Finally, no significant difference was found in the signal with positive immunostaining (TXNIP expression) in relation with age or sex within the samples studied. The obtained immunohistochemical data for TXNIP protein expression are consistent with the TXNIP gene expression findings from our previous transcriptomics study [26].
Table 2 reports the results of TXNIP immunostaining in dopaminergic neurons from both PD patients and healthy controls. For each subject, neuron counts with positive and negative immunostaining were assessed over 30 ocular fields at 20× magnification. In PD patients, the number of neurons with positive immunostaining ranged from 8 to 14, with a median value of 10.5 and an interquartile range (IQR) from 9 to 14. Conversely, the number of negatively immunostained neurons ranged from 75 to 115, with a median of 100 (IQR: 97–103). Conversely, all healthy controls exhibited high levels of TXNIP-positive staining, with values ranging from 496 to 539 and a median of 506 (IQR: 499–527), while none of the neurons in the control group showed negative immunostaining (all values = 0). The Mann–Whitney U test showed significant differences between the two groups. Namely, the number of TXNIP-positive neurons was significantly lower in PD patients compared to the controls (Z = −2.807, p = 0.005), while the number of TXNIP-negative neurons was significantly higher in the PD group (Z = 2.991, p = 0.0028). This indicates a marked reduction or even absence of TXNIP expression in the dopaminergic neurons of PD brains.

4. Discussion

This study suggests there is evidence for a significant alteration of the TXNIP expression and localization in the SNpc of brain sections from individuals with advanced PD. The main result seems to be a marked reduction in cytoplasmic TXNIP protein and, crucially, a loss of its close physical association with NM granules in PD samples, unlike healthy controls, where TXNIP was consistently detected in close proximity to NM. This protein-level alteration robustly aligns with our previous transcriptomic data, which indicated a significant downregulation of TXNIP mRNA in the SNpc of PD subjects [26,32,33,34]. It is interesting to note that other studies highlighted the role of TXNIP in other neurodegenerative diseases, such as AD, suggesting its causative role in the disease itself and a potential role as a therapeutic target [35,36,37].
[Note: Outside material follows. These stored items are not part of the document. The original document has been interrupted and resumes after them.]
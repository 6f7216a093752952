use once_cell::sync::Lazy;
use regex::Regex;

static TIMESTAMP: Lazy<Regex> = Lazy::new(|| {
    Regex::new(r"^(?:(?P<hours>\d+):)?(?P<minutes>\d{1,2}):(?P<seconds>\d{1,2})$")
        .expect("Invalid regex")
});

static SECONDS_ONLY: Lazy<Regex> = Lazy::new(|| Regex::new(r"^\d+$").expect("Invalid regex"));

/// Formats a number of seconds as `HH:MM:SS`.
///
/// Hours are not wrapped, so 100 hours is `100:00:00`.
#[must_use]
pub fn format_hms(total_seconds: u64) -> String {
    let hours = total_seconds / 3600;
    let minutes = (total_seconds % 3600) / 60;
    let seconds = total_seconds % 60;

    format!("{hours:02}:{minutes:02}:{seconds:02}")
}

#[must_use]
pub fn minutes_to_hms(minutes: u32) -> String {
    format_hms(u64::from(minutes) * 60)
}

/// Parses `HH:MM:SS`, `MM:SS` or a bare number of seconds.
pub fn parse_timestamp(value: &str) -> Result<u64, String> {
    let value = value.trim();

    if SECONDS_ONLY.is_match(value) {
        return value
            .parse::<u64>()
            .map_err(|e| format!("Invalid number of seconds {value:?}: {e}"));
    }

    let captures = TIMESTAMP
        .captures(value)
        .ok_or_else(|| format!("Invalid timestamp {value:?}, expected HH:MM:SS or seconds"))?;

    let field = |name: &str| -> Result<u64, String> {
        captures
            .name(name)
            .map_or(Ok(0), |m| m.as_str().parse::<u64>())
            .map_err(|e| format!("Invalid {name} in timestamp {value:?}: {e}"))
    };

    let hours = field("hours")?;
    let minutes = field("minutes")?;
    let seconds = field("seconds")?;

    if seconds >= 60 {
        return Err(format!("Seconds out of range in timestamp {value:?}"));
    }

    if captures.name("hours").is_some() && minutes >= 60 {
        return Err(format!("Minutes out of range in timestamp {value:?}"));
    }

    hours
        .checked_mul(3600)
        .and_then(|h| h.checked_add(minutes * 60 + seconds))
        .ok_or_else(|| format!("Timestamp {value:?} is too large"))
}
The observed colocalization of TXNIP near the NM in healthy dopaminergic neurons may also provide a further contribution to the understanding of redox regulation in these cells. NM, an insoluble biopolymer that accumulates throughout life, plays a complex, often dual role in neuronal homeostasis. While it can act as a protective chelator of redox-active metals like iron, thereby mitigating oxidative stress, iron-laden NM can also become a source of reactive oxygen species, contributing to neuronal damage [20,38]. Given TXNIP’s established role as an inhibitor of thioredoxin, a key antioxidant enzyme, its strategic positioning with NM in healthy neurons suggests a sophisticated mechanism for modulating the local redox environment within these metabolically active, pigment-laden cells. This intricate relationship might contribute to maintaining a delicate oxidative balance under physiological conditions, critical for the long-term survival of dopaminergic neurons.
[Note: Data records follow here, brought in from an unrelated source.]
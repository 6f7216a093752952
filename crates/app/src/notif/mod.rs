use app_splitter::RunSummary;
use notify_rust::{error::Error, Notification, NotificationHandle, Timeout, Urgency};

#[derive(Debug)]
pub struct NotificationInfo {
    pub urgency: Urgency,
    pub timeout: Timeout,
    pub icon: String,
    pub title: String,
    pub message: String,
}

impl From<&RunSummary> for NotificationInfo {
    fn from(summary: &RunSummary) -> Self {
        let failed = summary.failed();

        let (urgency, icon, title) = if failed > 0 {
            (Urgency::Normal, "error", "Some videos failed to split")
        } else {
            (Urgency::Low, "success", "Finished splitting videos")
        };

        Self {
            urgency,
            timeout: Timeout::Milliseconds(if failed > 0 { 10_000 } else { 5_000 }),
            icon: icon.to_string(),
            title: title.to_string(),
            message: format!(
                "Processed: {processed}, failed: {failed}, skipped: {skipped}",
                processed = summary.processed(),
                skipped = summary.skipped(),
            ),
        }
    }
}

pub fn send_notification(info: &NotificationInfo) -> Result<NotificationHandle, Error> {
    let mut notif = Notification::new();

    if cfg!(target_os = "linux") {
        notif.urgency(info.urgency);
    }

    let notif = notif
        .appname("video segmenter")
        .timeout(info.timeout)
        .summary(&info.title)
        .body(&info.message)
        .icon(&info.icon);

    notif.show()
}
The precise molecular interactions between TXNIP and NM warrant further investigation, potentially involving direct protein–pigment binding or indirect scaffolding mechanisms. Indeed, we cannot exclude that dopaminergic neurons that express more TXNIP may be more protected from the neurodegenerative process underlying PD, although this needs to be addressed through mechanistic or functional studies, which are beyond the primary target of this pilot study. However, the data here obtained might be the starting point for further analyses specifically addressing these relevant aspects. In this context, it is worth noting that an immunohistochemical work has already been published [32] and this new study not only confirms previous transcriptomic data, but also demonstrates that a lower transcription of the mRNA corresponds to a lower translation of the protein in brain sections of advanced PD. Of course, this direct mRNA–protein correlation may not necessarily also be confirmed in subjects with previous (i.e., less severe) disease stages, but the proximity of the protein with NM may reinforce a mechanism that seems to correlate with the localization of many proteins within dopaminergic neurons.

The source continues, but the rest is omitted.